New Yorkers would sit, sometimes for years, because they were too precious to discard even though there was more inside a single issue than I could ever read. Old New Yorker covers and cartoons are still tacked up on my office walls … even though the subscription expired long ago.

write what you know

My dad would, without fail, renew my Reader’s Digest each Christmas, and when he passed away, I let it go. But, when my mom died, I absorbed her beloved People subscription, and, although it is pricey and generally news-less, I still keep it, because it seems like something she would want me to do.

I’ve subscribed to Rolling Stone since high school and it hasn’t changed much in all that time, except to become much smaller, and Bob Dylan is still a comforting presence on at least one cover each year. I let Spin go years back. I long for the days of Trouser Press, which you have probably never even heard of.

dylan in rolling stone

Still to-do — Read all these Dylan articles.

Sport. Baseball Weekly. Elysian Fields Quarterly.
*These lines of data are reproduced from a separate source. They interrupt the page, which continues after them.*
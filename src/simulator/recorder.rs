//! Append-only log of simulated calls.

use crate::error::CloudError;
use chrono::{DateTime, Utc};
use serde::Serialize;
use serde_json::Value;
use std::collections::HashMap;

/// One recorded call, successful or not.
#[derive(Debug, Clone, Serialize)]
pub struct Operation {
    pub method: String,
    pub args: Vec<Value>,
    /// Serialized return value; `None` for failures and unit results.
    pub result: Option<Value>,
    pub error: Option<CloudError>,
    pub timestamp: DateTime<Utc>,
}

impl Operation {
    pub fn succeeded(&self) -> bool {
        self.error.is_none()
    }
}

/// Call log plus per-method counters.
///
/// Not synchronized on its own: the simulator keeps it behind the same lock
/// as the resource tables, so a record and the state change it describes are
/// observed together.
#[derive(Debug, Default)]
pub struct OperationRecorder {
    operations: Vec<Operation>,
    call_counts: HashMap<String, usize>,
    last_args: HashMap<String, Vec<Value>>,
}

impl OperationRecorder {
    pub fn new() -> Self {
        Self::default()
    }

    pub fn record(
        &mut self,
        method: &str,
        args: Vec<Value>,
        result: Option<Value>,
        error: Option<CloudError>,
    ) {
        *self.call_counts.entry(method.to_string()).or_insert(0) += 1;
        self.last_args.insert(method.to_string(), args.clone());
        self.operations.push(Operation {
            method: method.to_string(),
            args,
            result,
            error,
            timestamp: Utc::now(),
        });
    }

    pub fn call_count(&self, method: &str) -> usize {
        self.call_counts.get(method).copied().unwrap_or(0)
    }

    pub fn was_called(&self, method: &str) -> bool {
        self.call_count(method) > 0
    }

    pub fn last_args(&self, method: &str) -> Option<Vec<Value>> {
        self.last_args.get(method).cloned()
    }

    /// Copy of every recorded operation, oldest first.
    pub fn all_operations(&self) -> Vec<Operation> {
        self.operations.clone()
    }

    pub fn operations_for(&self, method: &str) -> Vec<Operation> {
        self.operations
            .iter()
            .filter(|op| op.method == method)
            .cloned()
            .collect()
    }

    pub fn len(&self) -> usize {
        self.operations.len()
    }

    pub fn is_empty(&self) -> bool {
        self.operations.is_empty()
    }

    pub fn clear(&mut self) {
        self.operations.clear();
        self.call_counts.clear();
        self.last_args.clear();
    }
}

#[cfg(test)]
mod tests {
    use super::*;
    use crate::error::ErrorKind;
    use serde_json::json;

    #[test]
    fn counts_and_last_args() {
        let mut rec = OperationRecorder::new();
        rec.record("GetVM", vec![json!("i-1")], Some(json!({"id": "i-1"})), None);
        rec.record("GetVM", vec![json!("i-2")], None, None);
        rec.record("ListVMs", vec![], Some(json!([])), None);

        assert_eq!(rec.call_count("GetVM"), 2);
        assert_eq!(rec.call_count("DeleteVM"), 0);
        assert!(rec.was_called("ListVMs"));
        assert!(!rec.was_called("StartVM"));
        assert_eq!(rec.last_args("GetVM"), Some(vec![json!("i-2")]));
        assert_eq!(rec.last_args("StopVM"), None);
        assert_eq!(rec.len(), 3);
        assert_eq!(rec.operations_for("GetVM").len(), 2);
    }

    #[test]
    fn failures_are_recorded() {
        let mut rec = OperationRecorder::new();
        let err = CloudError::not_found("mock", "compute", "VM", "i-9");
        rec.record("GetVM", vec![json!("i-9")], None, Some(err));
        let ops = rec.all_operations();
        assert!(!ops[0].succeeded());
        assert_eq!(
            ops[0].error.as_ref().map(|e| e.kind()),
            Some(ErrorKind::ResourceNotFound)
        );
    }

    #[test]
    fn snapshot_is_detached() {
        let mut rec = OperationRecorder::new();
        rec.record("ListBuckets", vec![], None, None);
        let snapshot = rec.all_operations();
        rec.record("ListBuckets", vec![], None, None);
        assert_eq!(snapshot.len(), 1);
        assert_eq!(rec.len(), 2);
    }

    #[test]
    fn clear_resets_everything() {
        let mut rec = OperationRecorder::new();
        rec.record("CreateDB", vec![json!({"name": "db"})], None, None);
        rec.clear();
        assert!(rec.is_empty());
        assert_eq!(rec.call_count("CreateDB"), 0);
        assert!(rec.last_args("CreateDB").is_none());
    }
}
I got ‘em all.

I’m told that Sport is still around.

And, Sports Illustrated.

At first, my dad would just mail me his old copies, and they would come stuffed three or four to an envelope, often months out of order. Except the swimsuit issue. He always kept that one.
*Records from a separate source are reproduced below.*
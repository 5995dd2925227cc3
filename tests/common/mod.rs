#![allow(dead_code)]

use std::sync::Arc;
use std::sync::atomic::{AtomicU32, Ordering};
use uni_cloud::api::{RetryPolicy, ServiceType};
use uni_cloud::client::CloudClient;
use uni_cloud::error::{CloudError, ErrorKind};
use uni_cloud::simulator::ResourceSimulator;

pub const REGION: &str = "us-east-1";

pub fn simulator() -> ResourceSimulator {
    ResourceSimulator::new(REGION)
}

pub fn client_for(sim: &ResourceSimulator) -> CloudClient {
    CloudClient::new(sim.clone())
}

/// Simulator that only declares `services`.
pub fn limited_simulator(services: &[ServiceType]) -> ResourceSimulator {
    ResourceSimulator::builder(REGION)
        .with_supported_services(services.iter().copied())
        .build()
}

/// Fast policy for tests: 10ms base delay, doubling, capped at 100ms.
pub fn fast_policy(max_attempts: u32) -> RetryPolicy {
    RetryPolicy {
        max_attempts,
        initial_delay_ms: 10,
        max_delay_ms: 100,
        backoff_factor: 2.0,
    }
}

pub fn simulator_error(kind: ErrorKind, service: &str, operation: &str) -> CloudError {
    CloudError::new(kind, format!("injected {}", kind.code()), "mock", service, operation)
}

/// Operation stand-in that fails with a fixed error for its first
/// `failures` calls and then succeeds with the attempt number.
#[derive(Clone)]
pub struct FlakyOperation {
    calls: Arc<AtomicU32>,
    failures: u32,
    error: CloudError,
}

impl FlakyOperation {
    pub fn new(failures: u32, error: CloudError) -> Self {
        Self {
            calls: Arc::new(AtomicU32::new(0)),
            failures,
            error,
        }
    }

    pub fn always_failing(error: CloudError) -> Self {
        Self::new(u32::MAX, error)
    }

    pub fn calls(&self) -> u32 {
        self.calls.load(Ordering::SeqCst)
    }

    pub async fn call(&self) -> Result<u32, CloudError> {
        let attempt = self.calls.fetch_add(1, Ordering::SeqCst) + 1;
        if attempt <= self.failures {
            Err(self.error.clone())
        } else {
            Ok(attempt)
        }
    }
}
Eventually, he got me my own subscription, but sadly, there were no dad comments written in the margins or big circles drawn in Sharpie around the stories my dad felt were most important. I let SI go for awhile. But, I came back, because it is, I swear, one of the best-written magazines ever.

Editor/Husband estimates that I read 25 pounds of magazines over the holiday.

“Read” is relative here.

One “reads” War & Peace. One “skimmalafies” a year-old Rolling Stone (oh, look, Bob Dylan!).  In the case of People, “reading” may mean simply seeing how fast you can do the crossword or marveling that this week’s cover story on Adele contains not one single piece of original reporting, but is just a jumble of Adele’s previous quotes to Rolling Stone and the Today Show.  (Which means that People did what any blogger could do.)

adele and zuzu

Zuzu is not one for celebrity gossip or, in the case of the new Adele cover story, lazy reporting.
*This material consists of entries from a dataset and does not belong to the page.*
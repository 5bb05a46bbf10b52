//! Clean a raw article table into the fixed output schema.
//!
//! Cleaning drops failed rows, flattens line breaks in the body text, parses
//! the published date and keeps only the publisher's display name. Any row
//! that survives filtering but violates the upstream format (no publisher,
//! unparseable date) fails the whole call; there is no per-row recovery.

use crate::error::CleanError;
use crate::models::{CleanArticle, RawArticle};
use chrono::{DateTime, FixedOffset, NaiveDate, NaiveDateTime};
use tracing::{debug, info, instrument};

/// Naive timestamp layouts accepted after RFC 2822 and RFC 3339. Taken as UTC.
const NAIVE_DATETIME_FORMATS: [&str; 3] = [
    "%Y-%m-%d %H:%M:%S",
    "%Y-%m-%dT%H:%M:%S",
    "%Y-%m-%d %H:%M",
];

/// Clean `raw` into the output table, preserving row order.
///
/// # Errors
///
/// [`CleanError::MissingPublisher`] or [`CleanError::UnparseablePublishedTime`]
/// for the first surviving row that violates the upstream format.
#[instrument(level = "info", skip_all, fields(rows = raw.len()))]
pub fn clean_fetched_articles(raw: &[RawArticle]) -> Result<Vec<CleanArticle>, CleanError> {
    let cleaned = raw
        .iter()
        .filter(|row| {
            let failed = row.is_failed();
            if failed {
                debug!(url = %row.url, "Dropping failed article");
            }
            !failed
        })
        .map(clean_row)
        .collect::<Result<Vec<_>, _>>()?;

    info!(
        kept = cleaned.len(),
        dropped = raw.len() - cleaned.len(),
        "Cleaned fetched articles"
    );
    Ok(cleaned)
}

fn clean_row(row: &RawArticle) -> Result<CleanArticle, CleanError> {
    let publisher = row
        .publisher
        .as_ref()
        .ok_or_else(|| CleanError::MissingPublisher {
            url: row.url.clone(),
        })?;

    let published_time = parse_published_time(&row.published_date).ok_or_else(|| {
        CleanError::UnparseablePublishedTime {
            url: row.url.clone(),
            value: row.published_date.clone(),
        }
    })?;

    Ok(CleanArticle {
        entity: row.entity.clone(),
        source_publisher: publisher.name.clone(),
        title: row.title.clone(),
        full_text: normalize_full_text(&row.extraction.full_text()),
        url: row.url.clone(),
        published_time,
        published_date: published_time.date_naive(),
        image_url: row.extraction.image_url().map(|s| s.into_owned()),
    })
}

/// Replace every `\n` and `\r` with `||` and remove every backslash.
///
/// ```
/// assert_eq!(ticker_news::cleaner::normalize_full_text("line1\nline2\r\n"), "line1||line2||||");
/// ```
pub fn normalize_full_text(text: &str) -> String {
    text.replace(['\n', '\r'], "||").replace('\\', "")
}

/// Parse a published-date string as emitted by news-search backends.
///
/// Accepts RFC 2822/1123 (`Mon, 13 Oct 2025 07:00:00 GMT`), RFC 3339, and
/// plain `YYYY-MM-DD[ HH:MM[:SS]]` forms, the latter interpreted as UTC.
pub fn parse_published_time(value: &str) -> Option<DateTime<FixedOffset>> {
    let value = value.trim();
    if value.is_empty() {
        return None;
    }

    DateTime::parse_from_rfc2822(value)
        .or_else(|_| DateTime::parse_from_rfc3339(value))
        .ok()
        .or_else(|| {
            NAIVE_DATETIME_FORMATS
                .iter()
                .find_map(|fmt| NaiveDateTime::parse_from_str(value, fmt).ok())
                .or_else(|| {
                    NaiveDate::parse_from_str(value, "%Y-%m-%d")
                        .ok()
                        .and_then(|d| d.and_hms_opt(0, 0, 0))
                })
                .map(|naive| naive.and_utc().fixed_offset())
        })
}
Editor/Husband gets one magazine – Vanity Fair. He has three years of them stacked up on his side of the bed.

“I read them as frequently as there is a Common Redpoll irruption.”

Which means, almost never. Editor/Husband was very excited to see a Common Redpoll at our birdfeeder this morning. (If they’re so rare, why are they called “common”?)

I planned to share three of the best articles I read with you.

But, as the days wore on and the pile by the bed got smaller, I thought maybe two articles would be enough.

Now, the pile’s gone and I have one magazine set aside. Just one article.

It’s from a 2014 Sports Illustrated and it’s about Roger Angell, who has written for the New Yorker since 1944, the last 53 years as its baseball writer.

angell and stevie

Why should you read it? Because it is beautiful.

Because it includes the line, “Angell is the curator of our baseball souls.”

Because, as Angell points out, reading about baseball is somehow even more exciting, vibrant, and memorable than just watching a highlight replayed on video. Maybe because a play is just a play on film. But, when someone who loves the game writes about it, it takes on extra layers, extra meanings … maybe joy, maybe amazement, or maybe despair. It becomes personal, something a video is not.

You can find the Sports Illustrated profile here: The Passion of Roger Angell.

And, you can find Angell’s New Yorker piece This Old Man about aging and getting by in your 90s, which won a National Magazine Award and has one of the world’s best jokes about death, here.

It has been four weeks since baseball.